Data extracted from a collection:
┄┄┄┄┄┄
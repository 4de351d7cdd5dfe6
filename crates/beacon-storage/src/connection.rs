//! Serialized access to the SQLite database. One connection behind a
//! mutex: every statement runs in its own serialized region, so writers
//! never interleave.

use std::path::Path;
use std::sync::{Mutex, MutexGuard, PoisonError};
use std::time::Duration;

use rusqlite::Connection;

use beacon_core::errors::BeaconResult;

use crate::to_storage_err;

pub struct Database {
    conn: Mutex<Connection>,
}

impl Database {
    /// Open a database file, creating it if needed.
    pub fn open(path: &Path) -> BeaconResult<Self> {
        let conn = Connection::open(path).map_err(|e| to_storage_err(e.to_string()))?;
        apply_pragmas(&conn)?;
        Ok(Self {
            conn: Mutex::new(conn),
        })
    }

    /// Open an in-memory database (for testing and diskless hosts).
    pub fn open_in_memory() -> BeaconResult<Self> {
        let conn = Connection::open_in_memory().map_err(|e| to_storage_err(e.to_string()))?;
        apply_pragmas(&conn)?;
        Ok(Self {
            conn: Mutex::new(conn),
        })
    }

    /// Run a closure against the connection inside the serialized region.
    pub fn with_conn<F, T>(&self, f: F) -> BeaconResult<T>
    where
        F: FnOnce(&Connection) -> BeaconResult<T>,
    {
        let conn: MutexGuard<'_, Connection> =
            self.conn.lock().unwrap_or_else(PoisonError::into_inner);
        f(&conn)
    }
}

fn apply_pragmas(conn: &Connection) -> BeaconResult<()> {
    conn.pragma_update(None, "journal_mode", "WAL")
        .map_err(|e| to_storage_err(format!("journal_mode: {e}")))?;
    conn.pragma_update(None, "synchronous", "NORMAL")
        .map_err(|e| to_storage_err(format!("synchronous: {e}")))?;
    conn.busy_timeout(Duration::from_secs(5))
        .map_err(|e| to_storage_err(format!("busy_timeout: {e}")))?;
    Ok(())
}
┄┄┄┄┄┄
[WHAT IS REQUIRED] The count of lines above that include the string "PoisonError" is the sole expected answer.

[ANSWER BOX] 2